§ **WHAT IS REQUIRED**
Nothing but a number should be given: the count of lines in the listing that include "bool".

§ **ENTRIES SUPPLIED**
//! HTTP(S) server and graceful shutdown.
//!
//! The server owns the listener and hands every request to
//! [`Router::dispatch`]. It never inspects requests itself.
//!
//! # Shutdown
//!
//! On SIGTERM / Ctrl-C (or a custom signal, or [`ShutdownHandle::shutdown`]):
//! 1. The listener is dropped; no new connections are accepted.
//! 2. Every open connection is told to finish its in-flight request and close.
//!    Idle keep-alive connections close immediately.
//! 3. [`Server::serve`] returns once all of them are gone.
//!
//! There is no built-in deadline; bound the wait from the outside, e.g. with
//! `tokio::time::timeout(config.shutdown_timeout(), handle.shutdown())`.

use std::convert::Infallible;
use std::future::Future;
use std::net::SocketAddr;
use std::sync::Arc;

use hyper::body::Incoming;
use hyper::service::service_fn;
use hyper_util::rt::{TokioExecutor, TokioIo};
use hyper_util::server::conn::auto::Builder as ConnBuilder;
use tokio::io::{AsyncRead, AsyncWrite};
use tokio::net::{TcpListener, TcpStream};
use tokio::sync::{Notify, watch};
use tokio::task::JoinSet;
use tokio_rustls::TlsAcceptor;
use tracing::{error, info, warn};

use crate::config::{self, ServerConfig};
use crate::error::Error;
use crate::router::Router;
use crate::tls::TlsConfig;

/// The HTTP server.
#[derive(Debug)]
pub struct Server {
    addr: String,
    tls: Option<TlsConfig>,
    body_limit: Option<usize>,
    shutdown: Arc<ShutdownState>,
}

#[derive(Debug)]
struct ShutdownState {
    trigger: Notify,
    done: watch::Sender<bool>,
}

/// Stops a running [`Server`] from another task.
#[derive(Clone, Debug)]
pub struct ShutdownHandle {
    state: Arc<ShutdownState>,
}

impl ShutdownHandle {
    /// Asks the server to stop accepting and resolves once every in-flight
    /// request has finished. Safe to call before the server starts; it will
    /// stop right after binding. Also resolves when serving failed to start
    /// or the [`Server`] was dropped without serving.
    pub async fn shutdown(&self) {
        self.state.trigger.notify_one();
        let mut done = self.state.done.subscribe();
        let _ = done.wait_for(|stopped| *stopped).await;
    }
}

impl Server {
    /// Configures the server to bind to `addr` (`host:port`) when served.
    /// The address is parsed when serving starts.
    ///
    /// ```rust
    /// use tessera::Server;
    /// let server = Server::bind("0.0.0.0:3000");
    /// ```
    pub fn bind(addr: &str) -> Self {
        Self {
            addr: addr.to_owned(),
            tls: None,
            body_limit: None,
            shutdown: Arc::new(ShutdownState {
                trigger: Notify::new(),
                done: watch::channel(false).0,
            }),
        }
    }

    /// Builds a server from configuration, reading TLS material from disk.
    pub fn from_config(config: &ServerConfig) -> Result<Self, Error> {
        let mut server = Self::bind(&config.listen).body_limit(config.max_body_bytes);
        if let Some(files) = &config.tls {
            server = server.tls(files.load()?);
        }
        Ok(server)
    }

    /// Serves HTTPS with the given material instead of plain HTTP.
    pub fn tls(mut self, tls: TlsConfig) -> Self {
        self.tls = Some(tls);
        self
    }

    /// Overrides the router's request body limit for everything this server
    /// dispatches.
    pub fn body_limit(mut self, limit: usize) -> Self {
        self.body_limit = Some(limit);
        self
    }

    pub fn shutdown_handle(&self) -> ShutdownHandle {
        ShutdownHandle { state: Arc::clone(&self.shutdown) }
    }

    /// Serves until SIGTERM or Ctrl-C, then drains.
    pub async fn serve(self, router: Router) -> Result<(), Error> {
        self.serve_with_shutdown(router, shutdown_signal()).await
    }

    /// Serves until `signal` resolves, then drains.
    pub async fn serve_with_shutdown(
        self,
        router: Router,
        signal: impl Future<Output = ()>,
    ) -> Result<(), Error> {
        let addr = config::parse_listen(&self.addr)?;
        let listener = TcpListener::bind(addr).await?;
        self.serve_listener(listener, router, signal).await
    }

    /// Serves on an already-bound listener until `signal` resolves.
    ///
    /// TLS material is validated before the first connection is accepted;
    /// a bad certificate fails here rather than per connection.
    pub async fn serve_listener(
        self,
        listener: TcpListener,
        router: Router,
        signal: impl Future<Output = ()>,
    ) -> Result<(), Error> {
        let acceptor = match &self.tls {
            Some(tls) => Some(TlsAcceptor::from(tls.build()?)),
            None => None,
        };
        let local = listener.local_addr()?;
        let mut router = router.secure(acceptor.is_some());
        if let Some(limit) = self.body_limit {
            router = router.body_limit(limit);
        }
        let router = Arc::new(router);

        info!(source = "rest", addr = %local, tls = acceptor.is_some(), "listening");

        let (drain_tx, drain_rx) = watch::channel(false);
        let mut tasks = JoinSet::new();

        tokio::pin!(signal);

        loop {
            tokio::select! {
                biased;

                () = &mut signal => break,
                () = self.shutdown.trigger.notified() => break,

                res = listener.accept() => {
                    let (stream, remote) = match res {
                        Ok(v) => v,
                        Err(e) => {
                            error!(source = "rest", error = %e, "accept failed");
                            continue;
                        }
                    };
                    tasks.spawn(serve_connection(
                        stream,
                        remote,
                        Arc::clone(&router),
                        acceptor.clone(),
                        drain_rx.clone(),
                    ));
                }

                Some(_) = tasks.join_next(), if !tasks.is_empty() => {}
            }
        }

        drop(listener);
        info!(source = "rest", in_flight = tasks.len(), "shutting down, draining connections");
        let _ = drain_tx.send(true);
        while tasks.join_next().await.is_some() {}

        info!(source = "rest", "stopped");
        Ok(())
    }
}

impl Drop for Server {
    // Every exit path ends here: drained, failed to start, or never served.
    fn drop(&mut self) {
        self.shutdown.done.send_replace(true);
    }
}

// ── Connections ───────────────────────────────────────────────────────────────

async fn serve_connection(
    stream: TcpStream,
    remote: SocketAddr,
    router: Arc<Router>,
    acceptor: Option<TlsAcceptor>,
    drain: watch::Receiver<bool>,
) {
    match acceptor {
        Some(acceptor) => match acceptor.accept(stream).await {
            Ok(tls) => drive(tls, remote, router, drain).await,
            Err(e) => warn!(source = "rest", peer = %remote, error = %e, "tls handshake failed"),
        },
        None => drive(stream, remote, router, drain).await,
    }
}

/// Runs HTTP/1.1 or HTTP/2 (whatever the client speaks) on one connection
/// until it closes or draining starts.
async fn drive<I>(io: I, remote: SocketAddr, router: Arc<Router>, mut drain: watch::Receiver<bool>)
where
    I: AsyncRead + AsyncWrite + Unpin + Send + 'static,
{
    let svc = service_fn(move |req: hyper::Request<Incoming>| {
        let router = Arc::clone(&router);
        async move { Ok::<_, Infallible>(router.dispatch(req, remote).await) }
    });

    let builder = ConnBuilder::new(TokioExecutor::new());
    let conn = builder.serve_connection(TokioIo::new(io), svc);
    tokio::pin!(conn);

    let draining = async {
        let _ = drain.wait_for(|d| *d).await;
    };

    tokio::select! {
        res = conn.as_mut() => {
            if let Err(e) = res {
                warn!(source = "rest", peer = %remote, error = %e, "connection error");
            }
        }
        () = draining => {
            conn.as_mut().graceful_shutdown();
            if let Err(e) = conn.await {
                warn!(source = "rest", peer = %remote, error = %e, "connection error while draining");
            }
        }
    }
}

// ── Shutdown signal ───────────────────────────────────────────────────────────

/// Resolves on SIGTERM (Unix) or Ctrl-C.
async fn shutdown_signal() {
    let ctrl_c = async {
        tokio::signal::ctrl_c()
            .await
            .expect("failed to install Ctrl-C handler");
    };

    #[cfg(unix)]
    let sigterm = async {
        tokio::signal::unix::signal(tokio::signal::unix::SignalKind::terminate())
            .expect("failed to install SIGTERM handler")
            .recv()
            .await;
    };

    #[cfg(not(unix))]
    let sigterm = std::future::pending::<()>();

    tokio::select! {
        () = ctrl_c  => {}
        () = sigterm => {}
    }
}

§ **SOLVED PROBLEM**
3